Since it's quite an expensive place to live, the population has a high representation of people who have lived here for years, people whose horizons don't stretch beyond Reading, and youngish 'first job after university' types, as well as people who commute into London and found Reading cheaper than west London for a mortgage. 

Despite the 1970s urban motorway-ish 'inner distributor road', traffic and parking is fairly bloody awful, and even worse around Reading Festival which the locals make a lot of fuss about. 

There is a good bus service in Reading itself (the bus company is still owned by the council) and immediately outside (places like Lower Earley and Woodley are in Wokingham Borough but are part of the 'greater Reading urban area), but once you get off the edge of the urban bus network, most of it is expensive, finishes mid evening and doesn't run on Sundays.

Reading itself is fairly multi-cultural without having one dominant 'minority' group, and there is a bit of 'alternativeness' if you look for it, there's this place for example, and there are three Green Party councillors now.

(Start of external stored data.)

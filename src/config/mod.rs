pub mod masking;
pub mod schema;

pub use masking::mask_config_secrets;
pub use schema::{
    AccountConfig, CatchingConfig, Config, NotificationConfig, OnboardingConfig,
    PredictionConfig, RarityConfig, ReliabilityConfig, SolverConfig,
};
//! Small string helpers shared by the catcher, notifier and bridge.

/// Truncate a string to at most `max_chars` characters, appending "..." if truncated.
///
/// Cuts on character boundaries, so multi-byte text (emoji markers in bot
/// messages, accented creature names) never splits mid-codepoint.
///
/// # Examples
/// ```
/// use autocatcher::util::truncate_with_ellipsis;
///
/// assert_eq!(truncate_with_ellipsis("hello", 10), "hello");
/// assert_eq!(truncate_with_ellipsis("hello world", 5), "hello...");
/// assert_eq!(truncate_with_ellipsis("✨✨✨✨", 2), "✨✨...");
/// ```
pub fn truncate_with_ellipsis(s: &str, max_chars: usize) -> String {
    match s.char_indices().nth(max_chars) {
        Some((idx, _)) => {
            let truncated = &s[..idx];
            format!("{}...", truncated.trim_end())
        }
        None => s.to_string(),
    }
}

/// Lower-case a creature name and strip everything outside `[a-z0-9-]`.
///
/// Used for image URLs and rarity lookups, where `"Mr. Mime"` and
/// `"mr-mime"` style variants must collapse predictably.
pub fn slugify_name(name: &str) -> String {
    name.trim()
        .to_lowercase()
        .chars()
        .filter(|c| c.is_ascii_lowercase() || c.is_ascii_digit() || *c == '-')
        .collect()
}

/// Render a count with thousands separators (`1234567` -> `1,234,567`).
pub fn group_thousands(value: u64) -> String {
    let digits = value.to_string();
    let mut out = String::with_capacity(digits.len() + digits.len() / 3);
    for (i, ch) in digits.chars().enumerate() {
        if i > 0 && (digits.len() - i) % 3 == 0 {
            out.push(',');
        }
        out.push(ch);
    }
    out
}
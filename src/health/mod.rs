//! Process-wide component health, shared by the daemon supervisor, the
//! notification worker and the doctor.

use chrono::Utc;
use parking_lot::Mutex;
use serde::Serialize;
use std::collections::BTreeMap;
use std::sync::OnceLock;
use std::time::Instant;

pub const NOTIFICATIONS: &str = "notifications";
pub const PREDICTION: &str = "prediction";
pub const SOLVER: &str = "solver";
pub const BRIDGE: &str = "bridge";

#[derive(Debug, Clone, Copy, PartialEq, Eq, Serialize)]
#[serde(rename_all = "snake_case")]
pub enum ComponentStatus {
    Starting,
    Ok,
    Error,
}

#[derive(Debug, Clone, Serialize)]
pub struct ComponentHealth {
    pub status: ComponentStatus,
    pub updated_at: String,
    pub last_ok: Option<String>,
    pub last_error: Option<String>,
    pub restart_count: u64,
}

#[derive(Debug, Clone, Serialize)]
pub struct HealthSnapshot {
    pub pid: u32,
    pub updated_at: String,
    pub uptime_seconds: u64,
    pub components: BTreeMap<String, ComponentHealth>,
}

struct HealthRegistry {
    started_at: Instant,
    components: Mutex<BTreeMap<String, ComponentHealth>>,
}

static REGISTRY: OnceLock<HealthRegistry> = OnceLock::new();

fn registry() -> &'static HealthRegistry {
    REGISTRY.get_or_init(|| HealthRegistry {
        started_at: Instant::now(),
        components: Mutex::new(BTreeMap::new()),
    })
}

fn now_rfc3339() -> String {
    Utc::now().to_rfc3339()
}

fn upsert_component<F>(component: &str, update: F)
where
    F: FnOnce(&mut ComponentHealth),
{
    let mut map = registry().components.lock();
    let now = now_rfc3339();
    let entry = map
        .entry(component.to_string())
        .or_insert_with(|| ComponentHealth {
            status: ComponentStatus::Starting,
            updated_at: now.clone(),
            last_ok: None,
            last_error: None,
            restart_count: 0,
        });
    update(entry);
    entry.updated_at = now;
}

pub fn mark_component_ok(component: &str) {
    upsert_component(component, |entry| {
        entry.status = ComponentStatus::Ok;
        entry.last_ok = Some(now_rfc3339());
        entry.last_error = None;
    });
}

#[allow(clippy::needless_pass_by_value)]
pub fn mark_component_error(component: &str, error: impl ToString) {
    let err = error.to_string();
    upsert_component(component, move |entry| {
        entry.status = ComponentStatus::Error;
        entry.last_error = Some(err);
    });
}

pub fn bump_component_restart(component: &str) {
    upsert_component(component, |entry| {
        entry.restart_count = entry.restart_count.saturating_add(1);
    });
}

pub fn component(component: &str) -> Option<ComponentHealth> {
    registry().components.lock().get(component).cloned()
}

pub fn snapshot() -> HealthSnapshot {
    let components = registry().components.lock().clone();

    HealthSnapshot {
        pid: std::process::id(),
        updated_at: now_rfc3339(),
        uptime_seconds: registry().started_at.elapsed().as_secs(),
        components,
    }
}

Outside Reading, it's very tory shire county.  John Redwood is MP for Wokingham...


----------



## chilango (May 21, 2012)

*sighs*

The buses in Reading are extortionate.

I hear the Hobgoblin (the only decent pub I've ever been to in Reading) has changed?

Dammit.

This _really_ wasn't the plan.

Oh well.

First world problem innit?


----------



## Puddy_Tat (May 21, 2012)

chilango said:


> The buses in Reading are extortionate.


 
less so than (for example) in Bracknell or Slough.



chilango said:


> I hear the Hobgoblin (the only decent pub I've ever been to in Reading) has changed?


 
was still there last time I looked, but I don't really do a lot of socialising in Reading - their website suggests it's largely the same people, this report says it was just a change of name because they did not want to pay Wychwoods (Marstons) for the right to use the name 'Hobgoblin' any more.


----------



## chilango (May 21, 2012)

Puddy_Tat said:


> was still there last time I looked, but I don't really do a lot of socialising in Reading - their website suggests it's largely the same people, this report says it was just a change of name because they did not want to pay Wychwoods (Marstons) for the right to use the name 'Hobgoblin' any more.


 
Phew.

That's something.

IME a decent pint has been hard to get in Reading. Fizzy lager or flat, warm bitter.


----------



## fredfelt (May 21, 2012)

John Cooper Clarke is doing a gig in Reading - I think June 21st.

Live in Reading and fancy a change of scene you can always jump on the train to Basingstoke


----------



## fredfelt (May 21, 2012)

Jon-of-arc said:


> ...
> Mandela court is shut, for good, so if youre a toker then make alternative arrangements.


 
Memories of Mandela court brought me way back!  I used to make trips there with adolescent mates in a clapped out banger of a car.  Then head on out to various quiet locations - often along the Thames - to get stoned.  Shit, that was nearly 20 years ago.


----------



## Maggot (May 21, 2012)

Lots of lovely places nearby, like Pangbourne.


----------



## Jon-of-arc (May 21, 2012)

Bus fares arent too bad.  I pay 14 quid a week for unlimited travel.  Compare that to london tube prices and its a freaking bargain....


----------



## chilango (May 21, 2012)

Jon-of-arc said:


> Bus fares arent too bad. I pay 14 quid a week for unlimited travel. Compare that to london tube prices and its a freaking bargain....


 
That's not bad actually.

Though I pay around 25 quid per month right now.


----------



## Jon-of-arc (May 21, 2012)

chilango said:


> That's not bad actually.
> 
> Though I pay around 25 quid per month right now.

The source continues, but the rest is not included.